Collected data

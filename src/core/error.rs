use axum::{Json, http::StatusCode, response::IntoResponse};
use serde::Serialize;

#[derive(Serialize)]
struct ErrorResponse {
    error: &'static str,
    #[serde(skip_serializing_if = "Option::is_none")]
    details: Option<String>,
}

pub struct AppError {
    status: StatusCode,
    message: &'static str,
    details: Option<String>,
}

impl AppError {
    pub fn new(status: StatusCode, message: &'static str) -> Self {
        Self {
            status,
            message,
            details: None,
        }
    }

    pub fn with_details(mut self, details: impl Into<String>) -> Self {
        self.details = Some(details.into());
        self
    }

    // Common error constructors
    pub fn not_found(message: &'static str) -> Self {
        Self::new(StatusCode::NOT_FOUND, message)
    }

    pub fn bad_request(message: &'static str) -> Self {
        Self::new(StatusCode::BAD_REQUEST, message)
    }

    pub fn unauthorized(message: &'static str) -> Self {
        Self::new(StatusCode::UNAUTHORIZED, message)
    }

    pub fn forbidden(message: &'static str) -> Self {
        Self::new(StatusCode::FORBIDDEN, message)
    }

    pub fn conflict(message: &'static str) -> Self {
        Self::new(StatusCode::CONFLICT, message)
    }

    pub fn unprocessable_entity(message: &'static str) -> Self {
        Self::new(StatusCode::UNPROCESSABLE_ENTITY, message)
    }

    pub fn internal_server_error(message: &'static str) -> Self {
        Self::new(StatusCode::INTERNAL_SERVER_ERROR, message)
    }

    pub fn service_unavailable(message: &'static str) -> Self {
        Self::new(StatusCode::SERVICE_UNAVAILABLE, message)
    }
}

impl From<sqlx::Error> for AppError {
    fn from(err: sqlx::Error) -> Self {
        match err {
            sqlx::Error::RowNotFound => Self::not_found("Resource not found"),

            sqlx::Error::Database(_) => Self::bad_request("Database error"),

            sqlx::Error::PoolTimedOut | sqlx::Error::PoolClosed => {
                Self::service_unavailable("Database unavailable")
            }

            _ => Self::internal_server_error("Internal server error"),
        }
    }
}

impl From<axum::Error> for AppError {
    fn from(err: axum::Error) -> Self {
        Self::internal_server_error("Internal server error").with_details(err.to_string())
    }
}

impl From<validator::ValidationErrors> for AppError {
    fn from(err: validator::ValidationErrors) -> Self {
        Self::bad_request("Validation error").with_details(err.to_string())
    }
}

impl IntoResponse for AppError {
    fn into_response(self) -> axum::response::Response {
        let body = Json(ErrorResponse {
            error: self.message,
            details: self.details,
        });
        (self.status, body).into_response()
    }
}
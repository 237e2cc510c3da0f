//! Delivery module - pub/sub fan-out of real-time events
//!
//! Channels are purely routing keys (`chat-{roomId}`, `user-{userId}`,
//! `company-{companyId}`); the broker delivers named events to every
//! current subscriber of a channel. Publishing is fire-and-forget: the
//! data mutation has already been persisted by the time anything is
//! published, so a delivery failure never fails the enclosing request.

pub mod broker;
pub mod channels;

// Re-exports to simplify imports
pub use broker::{ChannelBroker, ChannelEvent};
pub use channels::{authorize_subscription, company_channel, room_channel, user_channel, Channel};

/// Event names carried on the channels. The exact strings are part of the
/// wire contract with clients.
pub const EVENT_NEW_MESSAGE: &str = "new-message";
pub const EVENT_ROOM_CREATED: &str = "room-created";
pub const EVENT_ROOM_UPDATED: &str = "room-updated";
pub const EVENT_USER_TYPING: &str = "user-typing";
pub const EVENT_USER_STOPPED_TYPING: &str = "user-stopped-typing";

/// Capacity of each per-channel broadcast buffer. A subscriber that lags
/// further behind than this misses events and resyncs on its next full
/// refresh.
pub const BROADCAST_CHANNEL_CAPACITY: usize = 256;
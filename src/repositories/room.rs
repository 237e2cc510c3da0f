//! RoomRepository - room persistence and recency bookkeeping

use super::{Create, Read};
use crate::dtos::CreateRoomDTO;
use crate::entities::Room;
use chrono::{DateTime, Utc};
use sqlx::{Error, SqlitePool};
use tracing::debug;
use uuid::Uuid;

// ROOM REPO
pub struct RoomRepository {
    connection_pool: SqlitePool,
}

impl RoomRepository {
    pub fn new(connection_pool: SqlitePool) -> Self {
        Self { connection_pool }
    }

    /// All rooms the user participates in, most recently updated first.
    pub async fn find_many_by_user_id(&self, user_id: &str) -> Result<Vec<Room>, Error> {
        let rooms = sqlx::query_as::<_, Room>(
            r#"
            SELECT r.room_id, r.name, r.is_group, r.company_id,
                   r.last_message_id, r.created_at, r.updated_at
            FROM rooms r
            INNER JOIN participants p ON p.room_id = r.room_id
            WHERE p.user_id = ?
            ORDER BY r.updated_at DESC
            "#,
        )
        .bind(user_id)
        .fetch_all(&self.connection_pool)
        .await?;

        Ok(rooms)
    }

    /// Looks for an existing direct (non-group) room shared by exactly the
    /// two given users. Used only when the direct-room reuse policy is on.
    pub async fn find_direct_room_between(
        &self,
        user1_id: &str,
        user2_id: &str,
    ) -> Result<Option<Room>, Error> {
        debug!("Finding direct room between two users");
        let room = sqlx::query_as::<_, Room>(
            r#"
            SELECT r.room_id, r.name, r.is_group, r.company_id,
                   r.last_message_id, r.created_at, r.updated_at
            FROM rooms r
            INNER JOIN participants p ON p.room_id = r.room_id
            WHERE r.is_group = 0
              AND p.user_id IN (?, ?)
            GROUP BY r.room_id
            HAVING COUNT(DISTINCT p.user_id) = 2
            "#,
        )
        .bind(user1_id)
        .bind(user2_id)
        .fetch_optional(&self.connection_pool)
        .await?;

        Ok(room)
    }

    /// Records that a message landed in the room: bumps `updated_at` and
    /// repoints the cached last-message preview.
    pub async fn touch_last_message(
        &self,
        room_id: &str,
        message_id: &str,
        at: &DateTime<Utc>,
    ) -> Result<(), Error> {
        sqlx::query(
            "UPDATE rooms SET last_message_id = ?, updated_at = ? WHERE room_id = ?",
        )
        .bind(message_id)
        .bind(at)
        .bind(room_id)
        .execute(&self.connection_pool)
        .await?;

        Ok(())
    }
}

impl Create<Room, CreateRoomDTO> for RoomRepository {
    async fn create(&self, data: &CreateRoomDTO) -> Result<Room, Error> {
        let room_id = Uuid::now_v7().to_string();

        sqlx::query(
            r#"
            INSERT INTO rooms (room_id, name, is_group, company_id, created_at, updated_at)
            VALUES (?, ?, ?, ?, ?, ?)
            "#,
        )
        .bind(&room_id)
        .bind(&data.name)
        .bind(data.is_group)
        .bind(&data.company_id)
        .bind(data.created_at)
        .bind(data.created_at)
        .execute(&self.connection_pool)
        .await?;

        Ok(Room {
            room_id,
            name: data.name.clone(),
            is_group: data.is_group,
            company_id: data.company_id.clone(),
            last_message_id: None,
            created_at: data.created_at,
            updated_at: data.created_at,
        })
    }
}

impl Read<Room, String> for RoomRepository {
    async fn read(&self, id: &String) -> Result<Option<Room>, Error> {
        let room = sqlx::query_as::<_, Room>(
            r#"
            SELECT room_id, name, is_group, company_id,
                   last_message_id, created_at, updated_at
            FROM rooms
            WHERE room_id = ?
            "#,
        )
        .bind(id)
        .fetch_optional(&self.connection_pool)
        .await?;

        Ok(room)
    }
}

* [About this exercise] Each line of the data must be retyped exactly as written.

* [Output for this task]
filename src/core/error.rs
use axum::{Json, http::StatusCode, response::IntoResponse};
use serde::Serialize;

#[derive(Serialize)]
struct ErrorResponse {
    error: &'static str,
    #[serde(skip_serializing_if = "Option::is_none")]
    details: Option<String>,
}

pub struct AppError {
    status: StatusCode,
    message: &'static str,
    details: Option<String>,
}

impl AppError {
    pub fn new(status: StatusCode, message: &'static str) -> Self {
        Self {
            status,
            message,
            details: None,
        }
    }

    pub fn with_details(mut self, details: impl Into<String>) -> Self {
        self.details = Some(details.into());
        self
    }

    // Common error constructors
    pub fn not_found(message: &'static str) -> Self {
        Self::new(StatusCode::NOT_FOUND, message)
    }

    pub fn bad_request(message: &'static str) -> Self {
        Self::new(StatusCode::BAD_REQUEST, message)
    }

    pub fn unauthorized(message: &'static str) -> Self {
        Self::new(StatusCode::UNAUTHORIZED, message)
    }

    pub fn forbidden(message: &'static str) -> Self {
        Self::new(StatusCode::FORBIDDEN, message)
    }

    pub fn conflict(message: &'static str) -> Self {
        Self::new(StatusCode::CONFLICT, message)
    }

    pub fn unprocessable_entity(message: &'static str) -> Self {
        Self::new(StatusCode::UNPROCESSABLE_ENTITY, message)
    }

    pub fn internal_server_error(message: &'static str) -> Self {
        Self::new(StatusCode::INTERNAL_SERVER_ERROR, message)
    }

    pub fn service_unavailable(message: &'static str) -> Self {
        Self::new(StatusCode::SERVICE_UNAVAILABLE, message)
    }
}

impl From<sqlx::Error> for AppError {
    fn from(err: sqlx::Error) -> Self {
        match err {
            sqlx::Error::RowNotFound => Self::not_found("Resource not found"),

            sqlx::Error::Database(_) => Self::bad_request("Database error"),

            sqlx::Error::PoolTimedOut | sqlx::Error::PoolClosed => {
                Self::service_unavailable("Database unavailable")
            }

            _ => Self::internal_server_error("Internal server error"),
        }
    }
}

impl From<axum::Error> for AppError {
    fn from(err: axum::Error) -> Self {
        Self::internal_server_error("Internal server error").with_details(err.to_string())
    }
}

impl From<validator::ValidationErrors> for AppError {
    fn from(err: validator::ValidationErrors) -> Self {
        Self::bad_request("Validation error").with_details(err.to_string())
    }
}

impl IntoResponse for AppError {
    fn into_response(self) -> axum::response::Response {
        let body = Json(ErrorResponse {
            error: self.message,
            details: self.details,
        });
        (self.status, body).into_response()
    }
}
repository 237e2cc510c3da0f
//! Delivery module - pub/sub fan-out of real-time events
//!
//! Channels are purely routing keys (`chat-{roomId}`, `user-{userId}`,
//! `company-{companyId}`); the broker delivers named events to every
//! current subscriber of a channel. Publishing is fire-and-forget: the
//! data mutation has already been persisted by the time anything is
//! published, so a delivery failure never fails the enclosing request.

pub mod broker;
pub mod channels;

// Re-exports to simplify imports
pub use broker::{ChannelBroker, ChannelEvent};
pub use channels::{authorize_subscription, company_channel, room_channel, user_channel, Channel};

/// Event names carried on the channels. The exact strings are part of the
/// wire contract with clients.
pub const EVENT_NEW_MESSAGE: &str = "new-message";
pub const EVENT_ROOM_CREATED: &str = "room-created";
pub const EVENT_ROOM_UPDATED: &str = "room-updated";
pub const EVENT_USER_TYPING: &str = "user-typing";
pub const EVENT_USER_STOPPED_TYPING: &str = "user-stopped-typing";

/// Capacity of each per-channel broadcast buffer. A subscriber that lags
/// further behind than this misses events and resyncs on its next full
/// refresh.
pub const BROADCAST_CHANNEL_CAPACITY: usize = 256;
filename src/repositories/room.rs
repository 237e2cc510c3da0f
//! RoomRepository - room persistence and recency bookkeeping

use super::{Create, Read};
use crate::dtos::CreateRoomDTO;
use crate::entities::Room;
use chrono::{DateTime, Utc};
use sqlx::{Error, SqlitePool};
use tracing::debug;
use uuid::Uuid;

// ROOM REPO
pub struct RoomRepository {
    connection_pool: SqlitePool,
}

impl RoomRepository {
    pub fn new(connection_pool: SqlitePool) -> Self {
        Self { connection_pool }
    }

    /// All rooms the user participates in, most recently updated first.
    pub async fn find_many_by_user_id(&self, user_id: &str) -> Result<Vec<Room>, Error> {
        let rooms = sqlx::query_as::<_, Room>(
            r#"
            SELECT r.room_id, r.name, r.is_group, r.company_id,
                   r.last_message_id, r.created_at, r.updated_at
            FROM rooms r
            INNER JOIN participants p ON p.room_id = r.room_id
            WHERE p.user_id = ?
            ORDER BY r.updated_at DESC
            "#,
        )
        .bind(user_id)
        .fetch_all(&self.connection_pool)
        .await?;

        Ok(rooms)
    }

    /// Looks for an existing direct (non-group) room shared by exactly the
    /// two given users. Used only when the direct-room reuse policy is on.
    pub async fn find_direct_room_between(
        &self,
        user1_id: &str,
        user2_id: &str,
    ) -> Result<Option<Room>, Error> {
        debug!("Finding direct room between two users");
        let room = sqlx::query_as::<_, Room>(
            r#"
            SELECT r.room_id, r.name, r.is_group, r.company_id,
                   r.last_message_id, r.created_at, r.updated_at
            FROM rooms r
            INNER JOIN participants p ON p.room_id = r.room_id
            WHERE r.is_group = 0
              AND p.user_id IN (?, ?)
            GROUP BY r.room_id
            HAVING COUNT(DISTINCT p.user_id) = 2
            "#,
        )
        .bind(user1_id)
        .bind(user2_id)
        .fetch_optional(&self.connection_pool)
        .await?;

        Ok(room)
    }

    /// Records that a message landed in the room: bumps `updated_at` and
    /// repoints the cached last-message preview.
    pub async fn touch_last_message(
        &self,
        room_id: &str,
        message_id: &str,
        at: &DateTime<Utc>,
    ) -> Result<(), Error> {
        sqlx::query(
            "UPDATE rooms SET last_message_id = ?, updated_at = ? WHERE room_id = ?",
        )
        .bind(message_id)
        .bind(at)
        .bind(room_id)
        .execute(&self.connection_pool)
        .await?;

        Ok(())
    }
}

impl Create<Room, CreateRoomDTO> for RoomRepository {
    async fn create(&self, data: &CreateRoomDTO) -> Result<Room, Error> {
        let room_id = Uuid::now_v7().to_string();

        sqlx::query(
            r#"
            INSERT INTO rooms (room_id, name, is_group, company_id, created_at, updated_at)
            VALUES (?, ?, ?, ?, ?, ?)
            "#,
        )
        .bind(&room_id)
        .bind(&data.name)
        .bind(data.is_group)
        .bind(&data.company_id)
        .bind(data.created_at)
        .bind(data.created_at)
        .execute(&self.connection_pool)
        .await?;

        Ok(Room {
            room_id,
            name: data.name.clone(),
            is_group: data.is_group,
            company_id: data.company_id.clone(),
            last_message_id: None,
            created_at: data.created_at,
            updated_at: data.created_at,
        })
    }
}

impl Read<Room, String> for RoomRepository {
    async fn read(&self, id: &String) -> Result<Option<Room>, Error> {
        let room = sqlx::query_as::<_, Room>(
            r#"
            SELECT room_id, name, is_group, company_id,
                   last_message_id, created_at, updated_at
            FROM rooms
            WHERE room_id = ?
            "#,
        )
        .bind(id)
        .fetch_optional(&self.connection_pool)
        .await?;

        Ok(room)
    }
}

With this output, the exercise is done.